THE TASK. Once you have checked each line below for the word "header", give the number of lines that have it and nothing further.
Top of RECORDS SHOWN
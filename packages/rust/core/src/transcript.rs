//! Chat transcript: human questions and assistant answers.

use serde::{Deserialize, Serialize};

/// Marker the completion model emits before its final answer.
const ANSWER_MARKER: &str = "Answer:";

/// One message in the conversation.
#[derive(Debug, Clone, PartialEq, Eq, Serialize, Deserialize)]
#[serde(tag = "role", content = "content", rename_all = "snake_case")]
pub enum ChatMessage {
    Human(String),
    Assistant(String),
}

impl ChatMessage {
    /// Build an assistant message from a raw completion, keeping only the
    /// text after the first `Answer:` marker.
    pub fn from_completion(raw: &str) -> Self {
        Self::Assistant(extract_answer(raw))
    }

    /// Render the message for display.
    pub fn render(&self) -> String {
        match self {
            Self::Human(text) => render_human(text),
            Self::Assistant(text) => render_assistant(text),
        }
    }
}

fn render_human(text: &str) -> String {
    format!("You: {text}")
}

fn render_assistant(text: &str) -> String {
    let mut lines = text.lines();
    let first = lines.next().unwrap_or_default();
    let mut out = format!("Assistant: {first}");
    for line in lines {
        out.push_str("\n           ");
        out.push_str(line);
    }
    out
}

/// Text after the first `Answer:` marker, trimmed. The whole completion is
/// used when the marker is absent.
pub fn extract_answer(raw: &str) -> String {
    raw.split_once(ANSWER_MARKER)
        .map_or(raw, |(_, answer)| answer)
        .trim()
        .to_string()
}

/// Ordered conversation history.
#[derive(Debug, Clone, Default, Serialize, Deserialize)]
pub struct Transcript {
    messages: Vec<ChatMessage>,
}

impl Transcript {
    pub fn new() -> Self {
        Self::default()
    }

    pub fn push(&mut self, message: ChatMessage) {
        self.messages.push(message);
    }

    pub fn messages(&self) -> &[ChatMessage] {
        &self.messages
    }

    pub fn len(&self) -> usize {
        self.messages.len()
    }

    pub fn is_empty(&self) -> bool {
        self.messages.is_empty()
    }

    /// Render every message, separated by blank lines.
    pub fn render(&self) -> String {
        self.messages
            .iter()
            .map(ChatMessage::render)
            .collect::<Vec<_>>()
            .join("\n\n")
    }
}
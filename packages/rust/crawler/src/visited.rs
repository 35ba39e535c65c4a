//! Per-crawl set of claimed URLs.

use std::collections::HashSet;
use std::sync::Arc;

use tokio::sync::Mutex;
use url::Url;

use crate::links::normalize_url;

/// URLs already fetched or enqueued during one crawl.
///
/// Cloning yields another handle to the same set. The set only grows.
#[derive(Debug, Clone, Default)]
pub struct VisitedSet {
    inner: Arc<Mutex<HashSet<String>>>,
}

impl VisitedSet {
    pub fn new() -> Self {
        Self::default()
    }

    /// Claim `url`. Returns `true` only for the first caller to claim its
    /// normalized form; the check and the insert happen under one lock.
    pub async fn insert(&self, url: &Url) -> bool {
        let key = normalize_url(url).to_string();
        self.inner.lock().await.insert(key)
    }

    pub async fn contains(&self, url: &Url) -> bool {
        let key = normalize_url(url).to_string();
        self.inner.lock().await.contains(&key)
    }

    pub async fn len(&self) -> usize {
        self.inner.lock().await.len()
    }
}
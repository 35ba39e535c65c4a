//! WebAI CLI: crawl a website to a bounded depth and prepare its content,
//! together with any uploaded document text, for question answering.

mod commands;

use clap::Parser;
use color_eyre::eyre::Result;

use commands::Cli;

#[tokio::main]
async fn main() -> Result<()> {
    color_eyre::install()?;
    let cli = Cli::parse();
    commands::init_tracing(&cli);
    commands::run(cli).await
}
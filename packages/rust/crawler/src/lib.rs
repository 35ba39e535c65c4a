//! Bounded site crawler and link extraction.
//!
//! This crate provides:
//! - [`links`]: hyperlink extraction and URL normalization
//! - [`engine`]: breadth-first, depth-bounded, host-scoped crawler
//! - [`text`]: readable text and title extraction for fetched pages
//! - [`VisitedSet`]: the per-crawl check-and-set URL registry

pub mod engine;
pub mod links;
pub mod text;
mod visited;

pub use engine::{
    CrawlResult, CrawlState, Crawler, FailedPage, FetchedPage, PageFailure, PageOutcome,
};
pub use links::{extract_links, extract_links_from_str, normalize_url};
pub use visited::VisitedSet;
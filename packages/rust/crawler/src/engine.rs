//! Bounded, breadth-first site crawler.
//!
//! The crawler starts from a seed URL, follows same-host links level by
//! level up to a maximum depth, and returns the distinct pages it fetched
//! in discovery order. Only a failure to fetch the seed fails the crawl.

use std::collections::VecDeque;
use std::sync::Arc;
use std::time::{Duration, Instant};

use chrono::{DateTime, Utc};
use reqwest::Client;
use reqwest::header::CONTENT_TYPE;
use scraper::Html;
use sha2::{Digest, Sha256};
use tokio::sync::Semaphore;
use tokio_util::sync::CancellationToken;
use tracing::{debug, info, instrument, warn};
use url::Url;

use webai_shared::{CrawlConfig, Result, WebAiError};

use crate::links::{extract_links, is_http, normalize_url};
use crate::text::{extract_text, extract_title};
use crate::visited::VisitedSet;

// ---------------------------------------------------------------------------
// Page outcomes
// ---------------------------------------------------------------------------

/// Why a single page could not be fetched.
#[derive(Debug, Clone, PartialEq, Eq, thiserror::Error)]
pub enum PageFailure {
    /// The request timed out twice.
    #[error("timed out")]
    Timeout,

    /// The server answered with a non-2xx status.
    #[error("HTTP {0}")]
    Status(u16),

    /// Connection, DNS, TLS or redirect-limit failure.
    #[error("transport error: {0}")]
    Transport(String),

    /// The response body could not be read.
    #[error("body read failed: {0}")]
    Body(String),

    /// A redirect led off the seed's host.
    #[error("redirected off-site to {0}")]
    OffSiteRedirect(String),

    /// The crawl was cancelled before the fetch completed.
    #[error("cancelled")]
    Cancelled,
}

/// A successfully fetched page.
#[derive(Debug, Clone)]
pub struct FetchedPage {
    /// Normalized URL the page was requested as (its identity in the crawl).
    pub url: Url,
    /// URL the response came from after redirects.
    pub final_url: Url,
    /// Hops from the seed.
    pub depth: u32,
    /// HTTP status code.
    pub status_code: u16,
    /// `Content-Type` header, if the server sent one.
    pub content_type: Option<String>,
    /// Whether the body was parsed as HTML.
    pub markup: bool,
    /// Raw response body.
    pub body: String,
    /// Readable text extracted from the body.
    pub text: String,
    /// Page title, if any.
    pub title: Option<String>,
    /// Links discovered on the page. Empty for terminal-depth pages.
    pub links: Vec<Url>,
    /// SHA-256 of the raw body.
    pub content_hash: String,
    /// When the page was fetched.
    pub fetched_at: DateTime<Utc>,
}

/// Result of fetching one frontier entry.
#[derive(Debug, Clone)]
pub enum PageOutcome {
    Fetched(Box<FetchedPage>),
    Failed(PageFailure),
}

/// A page that was enqueued but could not be fetched.
#[derive(Debug, Clone)]
pub struct FailedPage {
    pub url: Url,
    pub depth: u32,
    pub reason: PageFailure,
}

// ---------------------------------------------------------------------------
// CrawlResult
// ---------------------------------------------------------------------------

/// How a crawl that produced a result ended.
#[derive(Debug, Clone, Copy, PartialEq, Eq)]
pub enum CrawlState {
    /// The frontier drained or the page ceiling was reached.
    Completed,
    /// The cancellation token fired; `pages` holds what finished before it.
    Cancelled,
}

/// Outcome of a crawl that reached its seed.
#[derive(Debug, Clone)]
pub struct CrawlResult {
    /// Normalized seed URL.
    pub seed: Url,
    /// Depth bound the crawl ran with.
    pub max_depth: u32,
    /// Distinct fetched pages in discovery order.
    pub pages: Vec<FetchedPage>,
    /// Non-seed pages that failed.
    pub failures: Vec<FailedPage>,
    /// Discovered links dropped for being off-host.
    pub links_rejected: usize,
    /// Fetched pages whose body was not markup (no links extracted).
    pub extraction_skipped: usize,
    /// Pages dropped because they redirected to an already-crawled URL.
    pub redirect_duplicates: usize,
    /// Whether the global page ceiling stopped the crawl.
    pub hit_page_limit: bool,
    pub state: CrawlState,
    pub duration: Duration,
}

impl CrawlResult {
    fn new(seed: Url, max_depth: u32) -> Self {
        Self {
            seed,
            max_depth,
            pages: Vec::new(),
            failures: Vec::new(),
            links_rejected: 0,
            extraction_skipped: 0,
            redirect_duplicates: 0,
            hit_page_limit: false,
            state: CrawlState::Completed,
            duration: Duration::ZERO,
        }
    }

    /// `(url, text)` pairs for the ingestion pipeline.
    pub fn documents(&self) -> Vec<(Url, String)> {
        self.pages
            .iter()
            .map(|p| (p.url.clone(), p.text.clone()))
            .collect()
    }
}
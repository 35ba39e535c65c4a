//! Shared error model and configuration for WebAI.
//!
//! This crate is the foundation depended on by all other WebAI crates.
//! It provides:
//! - [`WebAiError`]: the unified error type
//! - Configuration ([`AppConfig`], [`CrawlConfig`], config loading)

pub mod config;
pub mod error;

// Re-export public API at crate root for ergonomic imports.
pub use config::{
    AppConfig, CrawlConfig, CrawlSection, IngestSection, MAX_DEPTH, MIN_DEPTH, config_dir,
    config_file_path, init_config, load_config, load_config_from, validate_depth,
};
pub use error::{Result, WebAiError};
Bottom of RECORDS SHOWN
TASK RESPONSE. 2